I received a notice this week from the Old Spanish Trail Centennial Celebration Association announcing the first of a series of events commemorating the highway's big anniversary. Some of you may not know this, but Highway 90 (and Highway 90A which is the alternate route that runs through Sugar Land) was originally known as the Old Spanish Trail. Commercial and governmental interests launched this highway project with an organizational meeting in Mobile, Alabama in 1915.
Some of you may recall this undated photo I posted showing Highway 90A on the west side of Sugar Land long before it became a major route through the southern tier of the United States. As you can see from the caption, it's described as a 'new' shell road.
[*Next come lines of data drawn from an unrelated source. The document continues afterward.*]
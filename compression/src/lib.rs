use std::{
    cell::RefCell,
    io::{Read, Write},
    sync::Arc,
};

use serde::{Deserialize, Serialize};

pub const MAX_DECOMPRESS_SIZE: usize = 1024 * 1024 * 1024; // 1GB

thread_local! {
    static ZSTD_COMPRESSOR: RefCell<Option<zstd::bulk::Compressor<'static>>> = const { RefCell::new(None) };
    static ZSTD_DECOMPRESSOR: RefCell<Option<zstd::bulk::Decompressor<'static>>> = const { RefCell::new(None) };
}

/// Compression strategy injected into the block containers.
///
/// Every block is compressed on its own, so implementations must not
/// carry state from one call to the next.
pub trait BlockCompressor
{
    fn compress(&self, bytes: &[u8]) -> Result<Vec<u8>, std::io::Error>;

    /// `uncompressed_len` is the size recorded alongside the block. It is
    /// used as the output capacity, decompressing to more than that is an
    /// error.
    fn decompress(
        &self,
        bytes: &[u8],
        uncompressed_len: usize,
    ) -> Result<Vec<u8>, std::io::Error>;

    /// Worst case size of `len` bytes once compressed
    fn bounded_compressed_size(&self, len: usize) -> usize;

    /// Codec recorded next to each block so readers can pick a matching
    /// decompressor
    fn compression_type(&self) -> CompressionType;
}

impl<T: BlockCompressor + ?Sized> BlockCompressor for &T
{
    fn compress(&self, bytes: &[u8]) -> Result<Vec<u8>, std::io::Error>
    {
        (**self).compress(bytes)
    }

    fn decompress(
        &self,
        bytes: &[u8],
        uncompressed_len: usize,
    ) -> Result<Vec<u8>, std::io::Error>
    {
        (**self).decompress(bytes, uncompressed_len)
    }

    fn bounded_compressed_size(&self, len: usize) -> usize
    {
        (**self).bounded_compressed_size(len)
    }

    fn compression_type(&self) -> CompressionType
    {
        (**self).compression_type()
    }
}

impl<T: BlockCompressor + ?Sized> BlockCompressor for Arc<T>
{
    fn compress(&self, bytes: &[u8]) -> Result<Vec<u8>, std::io::Error>
    {
        (**self).compress(bytes)
    }

    fn decompress(
        &self,
        bytes: &[u8],
        uncompressed_len: usize,
    ) -> Result<Vec<u8>, std::io::Error>
    {
        (**self).decompress(bytes, uncompressed_len)
    }

    fn bounded_compressed_size(&self, len: usize) -> usize
    {
        (**self).bounded_compressed_size(len)
    }

    fn compression_type(&self) -> CompressionType
    {
        (**self).compression_type()
    }
}

#[derive(
    Debug,
    Clone,
    PartialEq,
    Eq,
    Serialize,
    Deserialize,
    bincode::Encode,
    bincode::Decode,
)]
pub struct CompressionConfig
{
    pub compression_type: CompressionType,
    pub compression_level: i8,
}

impl Default for CompressionConfig
{
    fn default() -> Self
    {
        Self::new()
    }
}

impl CompressionConfig
{
    pub const fn new() -> Self
    {
        Self {
            compression_type: CompressionType::ZSTD,
            compression_level: 3,
        }
    }

    /// Raw deflate, the payload format of BGZF blocks
    pub const fn zlib() -> Self
    {
        Self {
            compression_type: CompressionType::ZLIB,
            compression_level: default_compression_level(CompressionType::ZLIB),
        }
    }

    pub const fn with_compression_type(
        mut self,
        compression_type: CompressionType,
    ) -> Self
    {
        self.compression_type = compression_type;
        self
    }

    pub const fn with_compression_level(mut self, compression_level: i8) -> Self
    {
        self.compression_level = compression_level;
        self
    }

    pub fn compress(&self, bytes: &[u8]) -> Result<Vec<u8>, std::io::Error>
    {
        match self.compression_type {
            CompressionType::ZSTD => {
                let level = self.compression_level as i32;
                ZSTD_COMPRESSOR.with_borrow_mut(|slot| {
                    let compressor = match slot.take() {
                        Some(compressor) => compressor,
                        None => zstd_encoder(level)?,
                    };
                    let compressor = slot.insert(compressor);
                    compressor.set_compression_level(level)?;
                    compressor.compress(bytes)
                })
            }
            CompressionType::ZLIB => {
                let level = self.compression_level.clamp(0, 9) as u32;
                let mut encoder = flate2::write::DeflateEncoder::new(
                    Vec::with_capacity(bytes.len() / 2),
                    flate2::Compression::new(level),
                );
                encoder.write_all(bytes)?;
                encoder.finish()
            }
            CompressionType::NONE => {
                log::debug!("Compress called for none, which involves copying bytes");
                Ok(bytes.to_vec())
            }
        }
    }

    pub fn decompress(
        &self,
        bytes: &[u8],
        uncompressed_len: usize,
    ) -> Result<Vec<u8>, std::io::Error>
    {
        if uncompressed_len > MAX_DECOMPRESS_SIZE {
            return Err(std::io::Error::new(
                std::io::ErrorKind::InvalidData,
                format!(
                    "Refusing to decompress {} bytes, the limit is {}",
                    uncompressed_len, MAX_DECOMPRESS_SIZE
                ),
            ));
        }

        match self.compression_type {
            CompressionType::ZSTD => ZSTD_DECOMPRESSOR.with_borrow_mut(|slot| {
                let decompressor = match slot.take() {
                    Some(decompressor) => decompressor,
                    None => zstd_decompressor()?,
                };
                let decompressor = slot.insert(decompressor);
                decompressor.decompress(bytes, uncompressed_len)
            }),
            CompressionType::ZLIB => {
                let mut output = Vec::with_capacity(uncompressed_len);
                // One byte past the expected size so callers can see an
                // oversized block instead of a silently truncated one
                flate2::read::DeflateDecoder::new(bytes)
                    .take(uncompressed_len as u64 + 1)
                    .read_to_end(&mut output)?;
                Ok(output)
            }
            CompressionType::NONE => {
                log::debug!("Decompress called for none, which involves copying bytes");
                Ok(bytes.to_vec())
            }
        }
    }

    pub fn bounded_compressed_size(&self, len: usize) -> usize
    {
        match self.compression_type {
            CompressionType::ZSTD => zstd::zstd_safe::compress_bound(len),
            // zlib's compressBound
            CompressionType::ZLIB => {
                len + (len >> 12) + (len >> 14) + (len >> 25) + 13
            }
            CompressionType::NONE => len,
        }
    }
}

impl BlockCompressor for CompressionConfig
{
    fn compress(&self, bytes: &[u8]) -> Result<Vec<u8>, std::io::Error>
    {
        CompressionConfig::compress(self, bytes)
    }

    fn decompress(
        &self,
        bytes: &[u8],
        uncompressed_len: usize,
    ) -> Result<Vec<u8>, std::io::Error>
    {
        CompressionConfig::decompress(self, bytes, uncompressed_len)
    }

    fn bounded_compressed_size(&self, len: usize) -> usize
    {
        CompressionConfig::bounded_compressed_size(self, len)
    }

    fn compression_type(&self) -> CompressionType
    {
        self.compression_type
    }
}

#[derive(
    PartialEq,
    Eq,
    Debug,
    Clone,
    Copy,
    Default,
    Serialize,
    Deserialize,
    bincode::Encode,
    bincode::Decode,
)]
pub enum CompressionType
{
    #[default]
    ZSTD, // 3 should be default compression ratio
    ZLIB, // Raw deflate, 6 is default
    NONE, // No Compression
}

impl CompressionType
{
    /// One byte tag for on-disk headers
    pub const fn to_byte(self) -> u8
    {
        match self {
            CompressionType::NONE => 0,
            CompressionType::ZSTD => 1,
            CompressionType::ZLIB => 2,
        }
    }

    pub const fn from_byte(byte: u8) -> Option<Self>
    {
        match byte {
            0 => Some(CompressionType::NONE),
            1 => Some(CompressionType::ZSTD),
            2 => Some(CompressionType::ZLIB),
            _ => None,
        }
    }
}

pub const fn default_compression_level(ct: CompressionType) -> i8
{
    match ct {
        CompressionType::ZSTD => 3,
        CompressionType::ZLIB => 6,
        CompressionType::NONE => 0,
    }
}

pub fn zstd_encoder(
    compression_level: i32,
) -> Result<zstd::bulk::Compressor<'static>, std::io::Error>
{
    let mut encoder = zstd::bulk::Compressor::new(compression_level)?;
    encoder.include_checksum(false)?;
    Ok(encoder)
}

pub fn zstd_decompressor<'a>(
) -> Result<zstd::bulk::Decompressor<'a>, std::io::Error>
{
    zstd::bulk::Decompressor::new()
}

#[cfg(test)]
mod tests
{
    use super::*;
    use rand::prelude::*;

    fn text_block() -> Vec<u8>
    {
        let mut data = Vec::new();
        for i in 0..2000 {
            data.extend_from_slice(
                format!("chr1\t{}\t.\tA\tG\t50\tPASS\t.\n", 10_000 + i * 7)
                    .as_bytes(),
            );
        }
        data
    }

    #[test]
    fn zstd_and_zlib_shrink_text()
    {
        let data = text_block();

        for config in [CompressionConfig::new(), CompressionConfig::zlib()] {
            let compressed = config.compress(&data).unwrap();
            assert!(compressed.len() < data.len());
            let decompressed =
                config.decompress(&compressed, data.len()).unwrap();
            assert_eq!(decompressed, data);
        }
    }

    #[test]
    fn none_is_passthrough()
    {
        let config =
            CompressionConfig::new().with_compression_type(CompressionType::NONE);
        let data = b"no compression here".to_vec();
        assert_eq!(config.compress(&data).unwrap(), data);
        assert_eq!(config.bounded_compressed_size(data.len()), data.len());
    }

    #[test]
    fn bound_covers_incompressible_input()
    {
        let mut rng = StdRng::seed_from_u64(42);
        let mut data = vec![0u8; 64 * 1024];
        rng.fill_bytes(&mut data);

        for config in [CompressionConfig::new(), CompressionConfig::zlib()] {
            let compressed = config.compress(&data).unwrap();
            assert!(compressed.len() <= config.bounded_compressed_size(data.len()));
        }
    }

    #[test]
    fn zlib_oversized_block_is_visible()
    {
        let config = CompressionConfig::zlib();
        let data = text_block();
        let compressed = config.compress(&data).unwrap();
        let decompressed = config.decompress(&compressed, 100).unwrap();
        assert_eq!(decompressed.len(), 101);
    }

    #[test]
    fn header_tags_are_distinct()
    {
        for ct in [CompressionType::ZSTD, CompressionType::ZLIB, CompressionType::NONE] {
            assert_eq!(CompressionType::from_byte(ct.to_byte()), Some(ct));
            assert_eq!(BlockCompressor::compression_type(&CompressionConfig::new().with_compression_type(ct)), ct);
        }
        assert_eq!(CompressionType::from_byte(3), None);
    }

    #[test]
    fn parse_config_from_yaml()
    {
        let config: CompressionConfig = serde_yml::from_str(
            "compression_type: ZLIB\ncompression_level: 9\n",
        )
        .unwrap();
        assert_eq!(config.compression_type, CompressionType::ZLIB);
        assert_eq!(config.compression_level, 9);
    }
}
I can tell this photo was taken after 1903 because I can see the train depot and the refinery in the distance. The camera is pointed eastward from a spot roughly where Nalco is today. In 1927, this road would become a paved 2-lane road with the designation, Highway 90A.
|(east of Sugar Land, I think)|
Actually, Highway 90 grew out of the Good Roads movement which began in the late 19th century. Click here to read a Wikipedia article on the movement's history. Economic necessity and military preparedness spurred the association to launch the Old Spanish Trail project in Mobile 100-years ago. (Identical interests launched the interstate highway system during the Eisenhower administration 40-years later.)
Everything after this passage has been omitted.